Advantageously, the modal pore diameter of the second filtration medium is from 15 nm to 25 nm, such as about 16 nm, about 17 nm, about 18 nm, about 19 nm, about 20 nm, about 21 nm, about 22 nm, about 23 nm, or about 24 nm. Advantageously, less than 5% of the pore volume of the second filtration medium comprises pores of greater than about 40 nm, preferably the second filtration medium is essentially free from pores of diameter greater than about 40 nm.
Conveniently, the modal pore size difference between the two media is from about 1 to about 5 nm, such as about 3 nm.
Conveniently, the total porosity of the first and/or second filtration medium is at least 10%, such as at least 20%, for example at least greater than 30%, e.g. from 30% to 60%, preferably from 30% to 50%.
Preferably, the second filtration medium is thicker than the first filtration medium.
Advantageously, the first filtration medium has a thickness in the range of from about 5 to 19 μm, such as from about 5 to 15 μm.
Conveniently, the second filtration medium has a thickness in the range of from about 21 to 45 μm, such as from about 21 to 40 μm. In the cases when particle rejection properties are more critical than the flux, it is preferable to use second filtration medium having a thickness of about 35 μm or higher, such as from 35 μm to 45 μm, for example from 35 μm to 40 μm. Similarly, in the cases when flux is as critical as particle rejection properties, it is preferable to use second filtration medium having a thickness between 21 and 35 μm.

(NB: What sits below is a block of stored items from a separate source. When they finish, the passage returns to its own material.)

// src/data/record.rs

//! Structured records produced from a [`RawLine`] by a
//! [`LineFormatter`].
//!
//! A [`ServerRecord`] is one request of a server access log.
//! A [`LocalRecord`] is one event of the local event log.
//!
//! Records are immutable once created. A record created from a malformed line
//! is the "empty" record; all fields present with empty or `None` values.
//!
//! [`RawLine`]: crate::data::rawline::RawLine
//! [`LineFormatter`]: crate::readers::scanner::LineFormatter
//! [`ServerRecord`]: crate::data::record::ServerRecord
//! [`LocalRecord`]: crate::data::record::LocalRecord

use crate::data::datetime::{DateTimeL, DateTimeLOpt};
use crate::data::querydata::{QueryData, KEY_VALUE_SEPARATOR, PAIR_SEPARATOR};
use crate::data::rawline::RawLine;

/// Query data key of the session id.
pub const KEY_SESSION_ID: &str = "p";

/// Query data key of the client payload.
pub const KEY_PAYLOAD: &str = "s";

/// strftime pattern of datetimes written as column values.
pub const COLUMN_DT_FORMAT: &str = "%Y-%m-%d %H:%M:%S";

// ━━━━━━━━━━━━━━━━━━━━━━━━━━━━━━━━━━━━━━━━━━━━━━━━━━━━━━━━━━━━━━━━━━━━━━━━━━━━━━━━━━━━━━━━━━━━━━━━━
// traits for records
// ━━━━━━━━━━━━━━━━━━━━━━━━━━━━━━━━━━━━━━━━━━━━━━━━━━━━━━━━━━━━━━━━━━━━━━━━━━━━━━━━━━━━━━━━━━━━━━━━━

/// A record with a datetime, if one was parsed.
pub trait Timestamped {
    fn datetime(&self) -> DateTimeLOpt;
}

/// A record that can be written as one row of delimited output.
///
/// `column_names().len()` must equal `column_values().len()`.
pub trait Columns {
    fn column_names(&self) -> Vec<String>;
    fn column_values(&self) -> Vec<String>;
}

fn datetime_to_column(dt: &DateTimeLOpt) -> String {
    match dt {
        Some(dt) => dt.format(COLUMN_DT_FORMAT).to_string(),
        None => String::new(),
    }
}

impl Columns for RawLine {
    fn column_names(&self) -> Vec<String> {
        (0..self.len()).map(|i| i.to_string()).collect()
    }

    fn column_values(&self) -> Vec<String> {
        self.clone()
    }
}

// ━━━━━━━━━━━━━━━━━━━━━━━━━━━━━━━━━━━━━━━━━━━━━━━━━━━━━━━━━━━━━━━━━━━━━━━━━━━━━━━━━━━━━━━━━━━━━━━━━
// ServerRecord
// ━━━━━━━━━━━━━━━━━━━━━━━━━━━━━━━━━━━━━━━━━━━━━━━━━━━━━━━━━━━━━━━━━━━━━━━━━━━━━━━━━━━━━━━━━━━━━━━━━

/// One request from a server access log.
#[derive(Clone, Debug, Default, Eq, PartialEq)]
pub struct ServerRecord {
    /// client address
    pub address: String,
    pub datetime: DateTimeLOpt,
    /// HTTP method
    pub method: String,
    /// Decoded query data. `None` if the line was malformed or the data
    /// field failed to decode.
    pub data: Option<QueryData>,
    /// HTTP status code, as written
    pub return_code: String,
    pub user_agent: String,
}

impl ServerRecord {
    /// The record of a malformed line.
    pub fn empty() -> ServerRecord {
        ServerRecord::default()
    }

    pub fn is_empty(&self) -> bool {
        *self == ServerRecord::empty()
    }

    /// Value of `key` in the query data.
    pub fn query_value(
        &self,
        key: &str,
    ) -> Option<&str> {
        self.data
            .as_ref()
            .and_then(|data| data.get(key))
            .map(String::as_str)
    }

    /// The session id, query data key `p`.
    pub fn session_id(&self) -> Option<&str> {
        self.query_value(KEY_SESSION_ID)
    }

    /// The client payload, query data key `s`.
    pub fn payload(&self) -> Option<&str> {
        self.query_value(KEY_PAYLOAD)
    }
}

impl Timestamped for ServerRecord {
    fn datetime(&self) -> DateTimeLOpt {
        self.datetime
    }
}

impl Columns for ServerRecord {
    fn column_names(&self) -> Vec<String> {
        ["ip", "datetime", "method", "data", "return_code", "user_agent"]
            .iter()
            .map(|s| s.to_string())
            .collect()
    }

    fn column_values(&self) -> Vec<String> {
        let data: String = match &self.data {
            Some(data) => data
                .iter()
                .map(|(k, v)| format!("{}{}{}", k, KEY_VALUE_SEPARATOR, v))
                .collect::<Vec<String>>()
                .join(&PAIR_SEPARATOR.to_string()),
            None => String::new(),
        };
        vec![
            self.address.clone(),
            datetime_to_column(&self.datetime),
            self.method.clone(),
            data,
            self.return_code.clone(),
            self.user_agent.clone(),
        ]
    }
}

// ━━━━━━━━━━━━━━━━━━━━━━━━━━━━━━━━━━━━━━━━━━━━━━━━━━━━━━━━━━━━━━━━━━━━━━━━━━━━━━━━━━━━━━━━━━━━━━━━━
// LocalRecord
// ━━━━━━━━━━━━━━━━━━━━━━━━━━━━━━━━━━━━━━━━━━━━━━━━━━━━━━━━━━━━━━━━━━━━━━━━━━━━━━━━━━━━━━━━━━━━━━━━━

/// One event from the local event log.
#[derive(Clone, Debug, Default, Eq, PartialEq)]
pub struct LocalRecord {
    pub datetime: DateTimeLOpt,
    pub user_agent: String,
    /// Payload as sent by the client; not decoded.
    pub data: String,
}

impl LocalRecord {
    /// The record of a malformed line.
    pub fn empty() -> LocalRecord {
        LocalRecord::default()
    }

    pub fn is_empty(&self) -> bool {
        *self == LocalRecord::empty()
    }

    pub fn new(
        datetime: DateTimeL,
        user_agent: &str,
        data: &str,
    ) -> LocalRecord {
        LocalRecord {
            datetime: Some(datetime),
            user_agent: user_agent.to_string(),
            data: data.to_string(),
        }
    }
}

impl Timestamped for LocalRecord {
    fn datetime(&self) -> DateTimeLOpt {
        self.datetime
    }
}

impl Columns for LocalRecord {
    fn column_names(&self) -> Vec<String> {
        ["datetime", "user_agent", "data"]
            .iter()
            .map(|s| s.to_string())
            .collect()
    }

    fn column_values(&self) -> Vec<String> {
        vec![
            datetime_to_column(&self.datetime),
            self.user_agent.clone(),
            self.data.clone(),
        ]
    }
}
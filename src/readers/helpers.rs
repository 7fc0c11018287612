// src/readers/helpers.rs

//! Miscellaneous helper functions for _Readers_.

use std::path::PathBuf;

#[allow(unused_imports)]
use ::si_trace_print::{defn, defo, defx, defñ};

use crate::common::FPath;

/// Helper function for a slightly annoying set of calls.
pub fn path_to_fpath(path: &std::path::Path) -> FPath {
    // `PathBuf` to `String` https://stackoverflow.com/q/37388107/471376
    (*(path.to_string_lossy())).to_string()
}

/// Helper function for completeness.
pub fn fpath_to_path(path: &FPath) -> &std::path::Path {
    std::path::Path::new(path)
}

/// Expand a leading `~` to the `HOME` directory. If `HOME` is not set then
/// return `path` unchanged.
pub fn expand_home(path: &str) -> FPath {
    let rest: &str = match path.strip_prefix('~') {
        Some(rest) if rest.is_empty() || rest.starts_with(std::path::MAIN_SEPARATOR) => rest,
        _ => return FPath::from(path),
    };
    match std::env::var_os("HOME") {
        Some(home) => {
            let mut expanded: FPath = path_to_fpath(&PathBuf::from(home));
            expanded.push_str(rest);
            expanded
        }
        None => FPath::from(path),
    }
}

/// Expand a leading `~` then make `path` absolute against the current
/// directory. The path does not need to exist.
pub fn normalize_path(path: &str) -> FPath {
    defn!("({:?})", path);
    let expanded: FPath = expand_home(path);
    let path_ = fpath_to_path(&expanded);
    let normalized: FPath = if path_.is_absolute() {
        expanded.clone()
    } else {
        match std::env::current_dir() {
            Ok(cwd) => path_to_fpath(&cwd.join(path_)),
            Err(_err) => {
                defo!("current_dir() failed {}", _err);
                expanded.clone()
            }
        }
    };
    defx!("return {:?}", normalized);

    normalized
}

It has been surprisingly found that where the thickness of the second filtration medium is large, such as greater than 35 μm, especially including between 45 μm and 70 μm, the membrane is both effective and has a flux which makes it well suited for deploying in methods of continuous bioprocessing, where low flow rates are preferred.
Advantageously, the nominal upper cut-off pore diameter for the first filtration medium is about 90 nm, for example about 85 nm, about 80 nm, about 75 nm and more preferably about 70 nm based on an LRV above 4 for model large size virus (e.g. PR772 phage), when operated at 1 bar and up to 30 L/m2 load.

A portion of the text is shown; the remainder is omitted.